El gran juego

Hace dos semanas, un tribunal tailandés decidió autorizar la extradición a Estados Unidos del famoso traficante de armas ruso Viktor Bout, encerrado en una cárcel de Tailandia desde que hace dos años le detuvieran en Bangkok unos agentes de la DEA que se hacían pasar por miembros de las FARC colombianas dispuestos a comprarle armas. Bout, que quiere evitar a toda costa ser juzgado en Estados Unidos, no puede apelar el fallo del tribunal, pero una serie de complicaciones jurídicas y políticas están frenando el proceso de extradición hasta el punto de que cabe la posibilidad de que salga en libertad antes de que finalice el año.
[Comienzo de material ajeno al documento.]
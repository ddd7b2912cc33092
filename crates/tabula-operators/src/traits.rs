//! Operator trait + the `FrameOps` extension binding operators onto
//! `DataFrame`.
//!
//! Every engine first derives its output schema through `plan(...)` and then
//! materializes the result in `execute(...)`. Both are synchronous and
//! deterministic for the same inputs.

use tabula_core::config::{JoinOptions, JoinType, SortOptions};
use tabula_core::error::Result;
use tabula_core::frame::DataFrame;
use tabula_core::schema::Schema;

use crate::groupby::{AggFunc, GroupBy};
use crate::join::hash::HashJoin;
use crate::select::{self, Selection, Selector};
use crate::sort::Sort;

/// Trait that all frame operators implement.
pub trait Operator {
    /// Human-readable operator name (stable).
    fn name(&self) -> &'static str;

    /// Given input schemas, return the output schema. Fails on unknown
    /// columns or irreconcilable dtypes before any row is touched.
    fn plan(&self, input_schemas: &[Schema]) -> Result<Schema>;

    /// Evaluate the operator. Unary operators read `inputs[0]`; joins read
    /// `inputs[0]` (left) and `inputs[1]` (right).
    fn execute(&self, inputs: &[&DataFrame]) -> Result<DataFrame>;
}

/// Selection, sorting, grouping and joining as methods on `DataFrame`.
pub trait FrameOps {
    /// Resolve any of the five selector shapes.
    fn select<S: Into<Selector>>(&self, selector: S) -> Result<Selection>;

    /// Stable ascending sort on one key column, returning a new frame.
    fn sort(&self, by: &str) -> Result<DataFrame>;

    fn sort_with(&self, by: &[&str], options: SortOptions) -> Result<DataFrame>;

    /// Stable ascending sort that permutes this frame's own columns.
    fn sort_in_place(&mut self, by: &str) -> Result<()>;

    fn sort_in_place_with(&mut self, by: &[&str], options: SortOptions) -> Result<()>;

    fn groupby(&self, by: &str, select: &str, agg: AggFunc) -> Result<DataFrame>;

    fn join(
        &self,
        other: &DataFrame,
        left_on: &str,
        right_on: &str,
        how: JoinType,
    ) -> Result<DataFrame>;

    fn join_with(
        &self,
        other: &DataFrame,
        left_on: &str,
        right_on: &str,
        options: &JoinOptions,
    ) -> Result<DataFrame>;
}

impl FrameOps for DataFrame {
    fn select<S: Into<Selector>>(&self, selector: S) -> Result<Selection> {
        select::select(self, &selector.into())
    }

    fn sort(&self, by: &str) -> Result<DataFrame> {
        self.sort_with(&[by], SortOptions::default())
    }

    fn sort_with(&self, by: &[&str], options: SortOptions) -> Result<DataFrame> {
        Sort::new(by, options).execute(&[self])
    }

    fn sort_in_place(&mut self, by: &str) -> Result<()> {
        self.sort_in_place_with(&[by], SortOptions::default())
    }

    fn sort_in_place_with(&mut self, by: &[&str], options: SortOptions) -> Result<()> {
        let sorted = Sort::new(by, options).execute(&[&*self])?;
        self.set_columns(sorted.into_columns())
    }

    fn groupby(&self, by: &str, select: &str, agg: AggFunc) -> Result<DataFrame> {
        GroupBy::new(by, select, agg).execute(&[self])
    }

    fn join(
        &self,
        other: &DataFrame,
        left_on: &str,
        right_on: &str,
        how: JoinType,
    ) -> Result<DataFrame> {
        self.join_with(other, left_on, right_on, &JoinOptions::new(how))
    }

    fn join_with(
        &self,
        other: &DataFrame,
        left_on: &str,
        right_on: &str,
        options: &JoinOptions,
    ) -> Result<DataFrame> {
        HashJoin::new(left_on, right_on, options.clone()).execute(&[self, other])
    }
}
Viktor Bout entrando en el tribunal de apelación que aprobó su extradición a Estados Unidos el pasado 20 de mayo en Bangkok (AP Photo/Apichart Weerawong).
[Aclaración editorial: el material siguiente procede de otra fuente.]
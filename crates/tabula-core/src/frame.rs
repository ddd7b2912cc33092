//! `DataFrame`: an ordered collection of uniquely-named, equal-length Series.
//!
//! Every constructor and mutator goes through `validate`, so the schema
//! invariants (equal lengths, unique names) hold at all times.

use std::collections::HashSet;

use crate::error::{Error, Result};
use crate::schema::{DataType, Field, Schema};
use crate::series::Series;
use crate::types::Scalar;

#[derive(Debug, Clone, Default)]
pub struct DataFrame {
    columns: Vec<Series>,
}

impl DataFrame {
    /// Build a frame from Series, keyed by each Series' own name.
    pub fn new(columns: Vec<Series>) -> Result<Self> {
        validate(&columns)?;
        Ok(Self { columns })
    }

    /// Build a frame from `(name, Series)` pairs; the Series are renamed to
    /// their keys.
    pub fn from_pairs<I, S>(pairs: I) -> Result<Self>
    where
        I: IntoIterator<Item = (S, Series)>,
        S: Into<String>,
    {
        let columns = pairs
            .into_iter()
            .map(|(name, series)| series.with_name(name))
            .collect();
        Self::new(columns)
    }

    /// Build a frame from `(name, values, dtype_hint)` triples, running dtype
    /// inference on every column.
    pub fn from_scalars<I, S>(columns: I) -> Result<Self>
    where
        I: IntoIterator<Item = (S, Vec<Scalar>, Option<DataType>)>,
        S: Into<String>,
    {
        let columns = columns
            .into_iter()
            .map(|(name, values, hint)| Series::from_scalars(name, values, hint))
            .collect::<Result<Vec<_>>>()?;
        Self::new(columns)
    }

    /// Column names in order.
    pub fn columns(&self) -> Vec<&str> {
        self.columns.iter().map(|s| s.name()).collect()
    }

    pub fn get_columns(&self) -> &[Series] {
        &self.columns
    }

    pub fn into_columns(self) -> Vec<Series> {
        self.columns
    }

    pub fn schema(&self) -> Schema {
        Schema::new(
            self.columns
                .iter()
                .map(|s| Field::new(s.name(), s.dtype(), s.null_count() > 0))
                .collect(),
        )
    }

    pub fn height(&self) -> usize {
        self.columns.first().map_or(0, Series::len)
    }

    pub fn width(&self) -> usize {
        self.columns.len()
    }

    /// `(height, width)`.
    pub fn shape(&self) -> (usize, usize) {
        (self.height(), self.width())
    }

    pub fn is_empty(&self) -> bool {
        self.height() == 0
    }

    pub fn find_idx_by_name(&self, name: &str) -> Option<usize> {
        self.columns.iter().position(|s| s.name() == name)
    }

    pub fn column(&self, name: &str) -> Result<&Series> {
        self.find_idx_by_name(name)
            .map(|idx| &self.columns[idx])
            .ok_or_else(|| Error::ColumnNotFound(name.to_string()))
    }

    /// Column subset in the requested order; rows untouched.
    pub fn select_columns<S: AsRef<str>>(&self, names: &[S]) -> Result<DataFrame> {
        let columns = names
            .iter()
            .map(|name| self.column(name.as_ref()).cloned())
            .collect::<Result<Vec<_>>>()?;
        DataFrame::new(columns)
    }

    /// Swap the Series stored under `name` for `series`.
    ///
    /// The slot keeps its position but takes the new Series' own name; the
    /// old name is dropped from the schema.
    pub fn replace(&mut self, name: &str, series: Series) -> Result<&mut Self> {
        if series.len() != self.height() && !self.columns.is_empty() {
            return Err(Error::Schema(format!(
                "length mismatch: replacement '{}' has {} rows, frame has {}",
                series.name(),
                series.len(),
                self.height()
            )));
        }
        let idx = self
            .find_idx_by_name(name)
            .ok_or_else(|| Error::ColumnNotFound(name.to_string()))?;
        if let Some(other) = self.find_idx_by_name(series.name()) {
            if other != idx {
                return Err(Error::Schema(format!(
                    "duplicate column name '{}'",
                    series.name()
                )));
            }
        }
        self.columns[idx] = series;
        Ok(self)
    }

    /// Append `series`, or replace the column that already has its name.
    pub fn with_column(&mut self, series: Series) -> Result<&mut Self> {
        if !self.columns.is_empty() && series.len() != self.height() {
            return Err(Error::Schema(format!(
                "length mismatch: column '{}' has {} rows, frame has {}",
                series.name(),
                series.len(),
                self.height()
            )));
        }
        match self.find_idx_by_name(series.name()) {
            Some(idx) => self.columns[idx] = series,
            None => self.columns.push(series),
        }
        Ok(self)
    }

    /// Remove a column and return it.
    pub fn drop_in_place(&mut self, name: &str) -> Result<Series> {
        let idx = self
            .find_idx_by_name(name)
            .ok_or_else(|| Error::ColumnNotFound(name.to_string()))?;
        Ok(self.columns.remove(idx))
    }

    /// A copy of the frame without column `name`.
    pub fn drop(&self, name: &str) -> Result<DataFrame> {
        let mut out = self.clone();
        out.drop_in_place(name)?;
        Ok(out)
    }

    pub fn rename(&mut self, old: &str, new: &str) -> Result<&mut Self> {
        let idx = self
            .find_idx_by_name(old)
            .ok_or_else(|| Error::ColumnNotFound(old.to_string()))?;
        if self.find_idx_by_name(new).is_some_and(|other| other != idx) {
            return Err(Error::Schema(format!("duplicate column name '{}'", new)));
        }
        self.columns[idx].rename(new);
        Ok(self)
    }

    /// Apply a fallible per-column transform, keeping the schema order.
    pub fn try_apply_columns<F>(&self, f: F) -> Result<DataFrame>
    where
        F: Fn(&Series) -> Result<Series>,
    {
        let columns = self.columns.iter().map(f).collect::<Result<Vec<_>>>()?;
        DataFrame::new(columns)
    }

    /// Rows at `indices`, in that order; duplicates allowed.
    pub fn take(&self, indices: &[usize]) -> Result<DataFrame> {
        let height = self.height();
        if let Some(&bad) = indices.iter().find(|&&i| i >= height) {
            return Err(Error::Index {
                index: bad,
                len: height,
            });
        }
        self.try_apply_columns(|s| s.take(indices))
    }

    /// Rows where `mask` is true, in order.
    pub fn filter(&self, mask: &[bool]) -> Result<DataFrame> {
        if mask.len() != self.height() {
            return Err(Error::Schema(format!(
                "mask length mismatch: expected {}, got {}",
                self.height(),
                mask.len()
            )));
        }
        self.try_apply_columns(|s| s.filter(mask))
    }

    /// Rows `[offset, offset + length)` clipped to `[0, height]`. Never fails.
    pub fn slice(&self, offset: usize, length: usize) -> DataFrame {
        Self {
            columns: self.columns.iter().map(|s| s.slice(offset, length)).collect(),
        }
    }

    pub fn head(&self, n: usize) -> DataFrame {
        self.slice(0, n)
    }

    pub fn tail(&self, n: usize) -> DataFrame {
        let n = n.min(self.height());
        self.slice(self.height() - n, n)
    }

    /// Replace the column list wholesale, e.g. with a permuted copy.
    pub fn set_columns(&mut self, columns: Vec<Series>) -> Result<()> {
        validate(&columns)?;
        self.columns = columns;
        Ok(())
    }
}

fn validate(columns: &[Series]) -> Result<()> {
    if let Some(first) = columns.first() {
        if let Some(bad) = columns.iter().find(|s| s.len() != first.len()) {
            return Err(Error::Schema(format!(
                "length mismatch: column '{}' has {} rows, column '{}' has {}",
                first.name(),
                first.len(),
                bad.name(),
                bad.len()
            )));
        }
    }
    let mut seen = HashSet::with_capacity(columns.len());
    for s in columns {
        if !seen.insert(s.name()) {
            return Err(Error::Schema(format!("duplicate column name '{}'", s.name())));
        }
    }
    Ok(())
}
Durante estos dos años, el Gobierno estadounidense ha exigido al tailandés que extradite a Bout, acusándole de vender armas a una organización terrorista [pdf]. Rusia también ha presionado a Tailandia, pero para impedir la extradición y su ministro de Asuntos Exteriores ha calificado la decisión del tribunal tailandés de “ilegal y política” y ha declarado que la decisión “ha sido tomada bajo una gran presión”.